▶ **Task prompt**:
Among the lines of the records, find all that carry the word "PgPool" and copy them.

[Records from a data source]
--

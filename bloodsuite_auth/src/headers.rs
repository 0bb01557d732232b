use crate::error::AuthError;

/// Pulls the bearer token out of the `Authorization` header.
pub fn extract_access_token_from_request_headers(
    headers: &axum::http::HeaderMap,
) -> Result<String, AuthError> {
    let auth_token_header = headers
        .get(axum::http::header::AUTHORIZATION)
        .and_then(|header| header.to_str().ok());

    let Some(auth_token) = auth_token_header else {
        tracing::trace!("no Authorization header provided");
        return Err(AuthError::NoAccessTokenProvided);
    };

    let auth_token_parts = auth_token.split("Bearer ").collect::<Vec<&str>>();
    if auth_token_parts.len() != 2 {
        return Err(AuthError::InvalidAuthorizationHeaderFormat);
    }

    Ok(auth_token_parts[1].to_string())
}

#[cfg(test)]
mod tests {
    use super::*;
    use axum::http::{header::AUTHORIZATION, HeaderMap, HeaderValue};

    #[test]
    fn test_extracts_bearer_token() {
        let mut headers = HeaderMap::new();
        headers.insert(AUTHORIZATION, HeaderValue::from_static("Bearer abc.def.ghi"));

        let token = extract_access_token_from_request_headers(&headers).unwrap();
        assert_eq!(token, "abc.def.ghi");
    }

    #[test]
    fn test_missing_header() {
        let headers = HeaderMap::new();
        let err = extract_access_token_from_request_headers(&headers).unwrap_err();
        assert!(matches!(err, AuthError::NoAccessTokenProvided));
    }

    #[test]
    fn test_malformed_header() {
        let mut headers = HeaderMap::new();
        headers.insert(AUTHORIZATION, HeaderValue::from_static("Token abc"));

        let err = extract_access_token_from_request_headers(&headers).unwrap_err();
        assert!(matches!(err, AuthError::InvalidAuthorizationHeaderFormat));
    }
}
use models_bloodsuite::request::{BloodRequestRow, BloodRequestSummary, RequestFilter};
use sqlx::PgPool;

/// Lists requests most-urgent first, ANDing any supplied filters.
#[tracing::instrument(skip(db))]
pub async fn list_requests(
    db: &PgPool,
    filter: &RequestFilter,
) -> anyhow::Result<Vec<BloodRequestSummary>> {
    let mut query_builder = sqlx::QueryBuilder::new(
        "SELECT br.id, br.hospital_id, br.blood_type, br.units_needed, br.units_fulfilled, \
         br.urgency, br.status, br.patient_name, br.patient_condition, br.notes, \
         br.requested_by, br.approved_by, br.fulfilled_at, br.created_at, br.updated_at, \
         h.name AS hospital_name, \
         u.first_name || ' ' || u.last_name AS requested_by_name \
         FROM blood_requests br \
         JOIN hospitals h ON br.hospital_id = h.id \
         LEFT JOIN users u ON br.requested_by = u.id",
    );

    if filter.status.is_some() || filter.urgency.is_some() || filter.hospital_id.is_some() {
        query_builder.push(" WHERE ");
    }

    let mut first_condition = true;

    if let Some(status) = filter.status {
        query_builder.push("br.status = ").push_bind(status.as_str());
        first_condition = false;
    }
    if let Some(urgency) = filter.urgency {
        if !first_condition {
            query_builder.push(" AND ");
        }
        query_builder.push("br.urgency = ").push_bind(urgency.as_str());
        first_condition = false;
    }
    if let Some(hospital_id) = filter.hospital_id {
        if !first_condition {
            query_builder.push(" AND ");
        }
        query_builder.push("br.hospital_id = ").push_bind(hospital_id);
    }

    query_builder.push(
        " ORDER BY CASE br.urgency WHEN 'critical' THEN 1 WHEN 'urgent' THEN 2 ELSE 3 END, \
         br.created_at DESC",
    );

    let requests = query_builder
        .build_query_as::<BloodRequestSummary>()
        .fetch_all(db)
        .await?;

    Ok(requests)
}

#[tracing::instrument(skip(db))]
pub async fn get_request(db: &PgPool, request_id: i32) -> anyhow::Result<Option<BloodRequestRow>> {
    let request = sqlx::query_as::<_, BloodRequestRow>(
        "SELECT * FROM blood_requests WHERE id = $1",
    )
    .bind(request_id)
    .fetch_optional(db)
    .await?;

    Ok(request)
}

--

▶ **Output of the exercise**:
use sqlx::PgPool;
    db: &PgPool,
pub async fn get_request(db: &PgPool, request_id: i32) -> anyhow::Result<Option<BloodRequestRow>> {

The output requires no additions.